In 1904, Cabrini established Denver's Queen of Heaven Orphanage for girls, including many orphans of local Italian miners. In 1910, she purchased a rural property from the town of Golden, on the east slope of Lookout Mountain, as a summer camp for the girls. A small farming operation was established and maintained by three of the Sisters of the Sacred Heart. The camp dormitory, built of native rock and named the Stone House, was completed in 1914 and later listed on the National Register of Historic Places.

Where Cabrini had once located an underground spring on the mountainside, a replica of the Lourdes Grotto was built in 1929, later replaced by a simpler sandstone structure. After Cabrini's canonization, the campsite officially became a shrine. Extensive additions in 1954 included a long Stairway of Prayer for pilgrims following her footpath up the mountain, marked with the Stations of the Cross, leading to a  Statue of Jesus at the highest point of the site.

Queen of Heaven Orphanage closed in 1967, replaced by a system of foster care. The summer campsite became a year-round facility for retreats and small prayer gatherings. A new convent building, completed in 1970, includes housing for the resident Sisters, overnight accommodations for visitors, a chapel dedicated to the Sacred Heart, and an exhibit of artifacts and clothing once used by Cabrini. The statues and stained-glass windows of the chapel came from Villa Cabrini Academy in Burbank, California, a former school founded by the Missionary Sisters.

Upper Manhattan, New York

The St. Frances Xavier Cabrini Shrine in the Hudson Heights neighborhood of Upper Manhattan overlooks the Hudson River, the George Washington Bridge, and the New Jersey Palisades.

As Cabrini's cause for sainthood accelerated in 1933, the Missionary Sisters moved her remains from the Sacred Heart Orphanage she had founded in rural West Park, New York, to the chapel of Sacred Heart Villa, a Catholic school she had founded in Manhattan, freshly renamed Mother Cabrini High School. When it became a popular pilgrimage site with her beatification in 1938, the Sisters enshrined the major portion of her body in a glass-enclosed coffin under the altar of the school chapel. Her 1946 canonization brought a further sustained level of public interest, so in 1957–1960 a larger shrine was built adjoining the school.

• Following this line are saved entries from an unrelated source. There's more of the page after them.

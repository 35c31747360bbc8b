//! PostgreSQL store backed by diesel-async and a deadpool connection pool.

use std::collections::HashMap;
use std::sync::Arc;

use async_trait::async_trait;
use diesel::pg::Pg;
use diesel::prelude::*;
use diesel_async::pooled_connection::deadpool::{Object, Pool};
use diesel_async::pooled_connection::AsyncDieselConnectionManager;
use diesel_async::{AsyncPgConnection, RunQueryDsl};

use crate::config::QueryConfig;
use crate::criteria::{FilterClause, FilterExpr};
use crate::error::{QueryError, QueryResult};
use crate::models::build::CiBuild;
use crate::models::build_command::CiBuildCommand;
use crate::models::build_plan::CiBuildPlan;
use crate::models::build_target::CiBuildTarget;
use crate::models::buildable::CiBuildable;
use crate::models::phid::PhidKind;
use crate::policy::{PolicyObject, Viewer, VisibilityPolicy};
use crate::schema::{ci_build_commands, ci_build_plans, ci_build_targets, ci_buildables, ci_builds};
use crate::store::{BuildStore, CommandStore, ObjectResolver, TargetStore};

pub type PgPool = Pool<AsyncPgConnection>;

/// Build a connection pool from `DATABASE_URL` / `CI_QUERY_POOL_SIZE`.
pub fn build_pool(config: &QueryConfig) -> anyhow::Result<PgPool> {
    let manager = AsyncDieselConnectionManager::<AsyncPgConnection>::new(&config.database_url);
    Pool::builder(manager)
        .max_size(config.pool_size)
        .build()
        .map_err(|e| anyhow::anyhow!("diesel pool: {e}"))
}

#[derive(Clone)]
pub struct PgStore {
    pool: PgPool,
    policy: Arc<dyn VisibilityPolicy>,
}

impl PgStore {
    pub fn new(pool: PgPool, policy: Arc<dyn VisibilityPolicy>) -> Self {
        Self { pool, policy }
    }

    async fn connection(&self) -> QueryResult<Object<AsyncPgConnection>> {
        self.pool
            .get()
            .await
            .map_err(|e| QueryError::Pool(e.to_string()))
    }

    fn visible(&self, viewer: &Viewer, object: &PolicyObject) -> bool {
        viewer.omnipotent || self.policy.can_view(viewer, object)
    }
}

/// `SELECT .. FROM ci_builds WHERE <clauses> ORDER BY id ASC LIMIT limit`.
fn builds_query(filter: &FilterExpr, limit: i64) -> ci_builds::BoxedQuery<'static, Pg> {
    let mut query = ci_builds::table.into_boxed::<Pg>();
    for clause in filter.clauses() {
        query = match clause {
            FilterClause::IdIn(ids) => query.filter(ci_builds::id.eq_any(ids.clone())),
            FilterClause::PhidIn(phids) => query.filter(ci_builds::phid.eq_any(phids.clone())),
            FilterClause::StatusIn(statuses) => {
                let values: Vec<String> =
                    statuses.iter().map(|s| s.as_str().to_string()).collect();
                query.filter(ci_builds::build_status.eq_any(values))
            }
            FilterClause::BuildablePhidIn(phids) => {
                query.filter(ci_builds::buildable_phid.eq_any(phids.clone()))
            }
            FilterClause::BuildPlanPhidIn(phids) => {
                query.filter(ci_builds::build_plan_phid.eq_any(phids.clone()))
            }
            FilterClause::IdAfter(after) => query.filter(ci_builds::id.gt(*after)),
        };
    }
    query.order(ci_builds::id.asc()).limit(limit)
}

fn commands_query(build_phids: &[String]) -> ci_build_commands::BoxedQuery<'static, Pg> {
    ci_build_commands::table
        .filter(ci_build_commands::target_phid.eq_any(build_phids.to_vec()))
        .order(ci_build_commands::id.asc())
        .into_boxed::<Pg>()
}

/// Most recent first; the hydrator reverses into chronological order.
fn targets_query(build_phids: &[String]) -> ci_build_targets::BoxedQuery<'static, Pg> {
    ci_build_targets::table
        .filter(ci_build_targets::build_phid.eq_any(build_phids.to_vec()))
        .order(ci_build_targets::id.desc())
        .into_boxed::<Pg>()
}

/// Split PHIDs into the buildables and plans that carry a view policy.
fn partition_policy_phids(phids: &[String]) -> (Vec<String>, Vec<String>) {
    let mut buildable_phids = Vec::new();
    let mut plan_phids = Vec::new();
    for phid in phids {
        match PhidKind::of(phid) {
            PhidKind::Buildable => buildable_phids.push(phid.clone()),
            PhidKind::BuildPlan => plan_phids.push(phid.clone()),
            PhidKind::Build | PhidKind::BuildTarget => {
                tracing::debug!(phid = %phid, "Skipping PHID without a view policy")
            }
            PhidKind::Unknown => tracing::debug!(phid = %phid, "Skipping unrecognised PHID"),
        }
    }
    (buildable_phids, plan_phids)
}

#[async_trait]
impl BuildStore for PgStore {
    async fn load_builds(&self, filter: &FilterExpr, limit: usize) -> QueryResult<Vec<CiBuild>> {
        let mut conn = self.connection().await?;
        let limit = i64::try_from(limit).unwrap_or(i64::MAX);
        let results = builds_query(filter, limit)
            .load::<CiBuild>(&mut conn)
            .await?;
        Ok(results)
    }
}

#[async_trait]
impl ObjectResolver for PgStore {
    async fn resolve(
        &self,
        viewer: &Viewer,
        phids: &[String],
    ) -> QueryResult<HashMap<String, PolicyObject>> {
        let (buildable_phids, plan_phids) = partition_policy_phids(phids);

        let mut objects = Vec::new();
        if !buildable_phids.is_empty() || !plan_phids.is_empty() {
            let mut conn = self.connection().await?;

            if !buildable_phids.is_empty() {
                let buildables = ci_buildables::table
                    .filter(ci_buildables::phid.eq_any(buildable_phids))
                    .select(CiBuildable::as_select())
                    .load::<CiBuildable>(&mut conn)
                    .await?;
                objects.extend(buildables.into_iter().map(PolicyObject::Buildable));
            }

            if !plan_phids.is_empty() {
                let plans = ci_build_plans::table
                    .filter(ci_build_plans::phid.eq_any(plan_phids))
                    .select(CiBuildPlan::as_select())
                    .load::<CiBuildPlan>(&mut conn)
                    .await?;
                objects.extend(plans.into_iter().map(PolicyObject::BuildPlan));
            }
        }

        Ok(objects
            .into_iter()
            .filter(|object| self.visible(viewer, object))
            .map(|object| (object.phid().to_string(), object))
            .collect())
    }
}

#[async_trait]
impl CommandStore for PgStore {
    async fn load_commands(&self, build_phids: &[String]) -> QueryResult<Vec<CiBuildCommand>> {
        if build_phids.is_empty() {
            return Ok(Vec::new());
        }
        let mut conn = self.connection().await?;
        let results = commands_query(build_phids)
            .load::<CiBuildCommand>(&mut conn)
            .await?;
        Ok(results)
    }
}

#[async_trait]
impl TargetStore for PgStore {
    async fn load_targets(&self, build_phids: &[String]) -> QueryResult<Vec<CiBuildTarget>> {
        if build_phids.is_empty() {
            return Ok(Vec::new());
        }
        let mut conn = self.connection().await?;
        let results = targets_query(build_phids)
            .load::<CiBuildTarget>(&mut conn)
            .await?;
        Ok(results)
    }
}

#[cfg(test)]
mod tests {
    use diesel::debug_query;

    use super::*;
    use crate::models::build::BuildStatus;

    fn sql<T: diesel::query_builder::QueryFragment<Pg>>(query: &T) -> String {
        debug_query::<Pg, _>(query).to_string()
    }

    #[test]
    fn unfiltered_builds_are_ordered_and_limited() {
        let sql = sql(&builds_query(&FilterExpr::all(), 21));
        assert!(!sql.contains("WHERE"), "{sql}");
        assert!(sql.contains(r#"ORDER BY "ci_builds"."id" ASC LIMIT $1"#), "{sql}");
        assert!(sql.ends_with("-- binds: [21]"), "{sql}");
    }

    #[test]
    fn every_clause_becomes_a_predicate() {
        let filter = FilterExpr::all()
            .and(FilterClause::IdIn(vec![1, 2]))
            .and(FilterClause::PhidIn(vec!["PHID-HMBD-1".to_string()]))
            .and(FilterClause::StatusIn(vec![BuildStatus::Passed]))
            .and(FilterClause::BuildablePhidIn(vec!["PHID-HMBB-1".to_string()]))
            .and(FilterClause::BuildPlanPhidIn(vec!["PHID-HMCP-1".to_string()]))
            .and(FilterClause::IdAfter(40));
        let sql = sql(&builds_query(&filter, 11));

        for column in ["id", "phid", "build_status", "buildable_phid", "build_plan_phid"] {
            let predicate = format!(r#""ci_builds"."{column}" = ANY($"#);
            assert!(sql.contains(&predicate), "missing {predicate} in {sql}");
        }
        assert!(sql.contains(r#""ci_builds"."id" > $"#), "{sql}");
        assert!(sql.contains(r#"ORDER BY "ci_builds"."id" ASC LIMIT $"#), "{sql}");
        assert!(sql.contains(r#"["passed"]"#), "{sql}");
        assert!(sql.ends_with("40, 11]"), "{sql}");
    }

    #[test]
    fn commands_are_read_oldest_first() {
        let sql = sql(&commands_query(&["PHID-HMBD-1".to_string()]));
        assert!(sql.contains(r#""ci_build_commands"."target_phid" = ANY($1)"#), "{sql}");
        assert!(sql.contains(r#"ORDER BY "ci_build_commands"."id" ASC"#), "{sql}");
    }

    #[test]
    fn only_policy_objects_are_resolved() {
        let phids: Vec<String> = [
            "PHID-HMBB-1",
            "PHID-HMBD-7",
            "PHID-HMCP-2",
            "PHID-HMBT-9",
            "PHID-USER-alice",
            "PHID-HMBB-3",
        ]
        .into_iter()
        .map(String::from)
        .collect();

        let (buildables, plans) = partition_policy_phids(&phids);
        assert_eq!(buildables, vec!["PHID-HMBB-1".to_string(), "PHID-HMBB-3".to_string()]);
        assert_eq!(plans, vec!["PHID-HMCP-2".to_string()]);
    }

    #[test]
    fn targets_are_read_newest_first() {
        let sql = sql(&targets_query(&["PHID-HMBD-1".to_string()]));
        assert!(sql.contains(r#""ci_build_targets"."build_phid" = ANY($1)"#), "{sql}");
        assert!(sql.contains(r#"ORDER BY "ci_build_targets"."id" DESC"#), "{sql}");
    }
}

When the new shrine was near completion in 1959, her remains were transferred to a large bronze-and-glass reliquary casket in the shrine's altar. She still rests in perpetual display for veneration, covered with her religious habit and a sculpted face mask and hands for more-lifelike viewing.

In addition to accommodating the public, the new shrine also served Cabrini High School students as a place for their liturgies and prayer services until the school closed in 2014. "Today, the shrine continues as a center of welcome for new immigrants and pilgrims of many nationalities who come to pray and reflect."

Other shrines

Southwark, London, England: In St George's Cathedral, Southwark, where Cabrini regularly worshipped during her time in London, a shrine was dedicated to her in 2009, designed by brothers Theodore, James, and Gabriel Gillick. The bronze sculpture depicts the saint watching over a group of migrants standing on a pile of suitcases.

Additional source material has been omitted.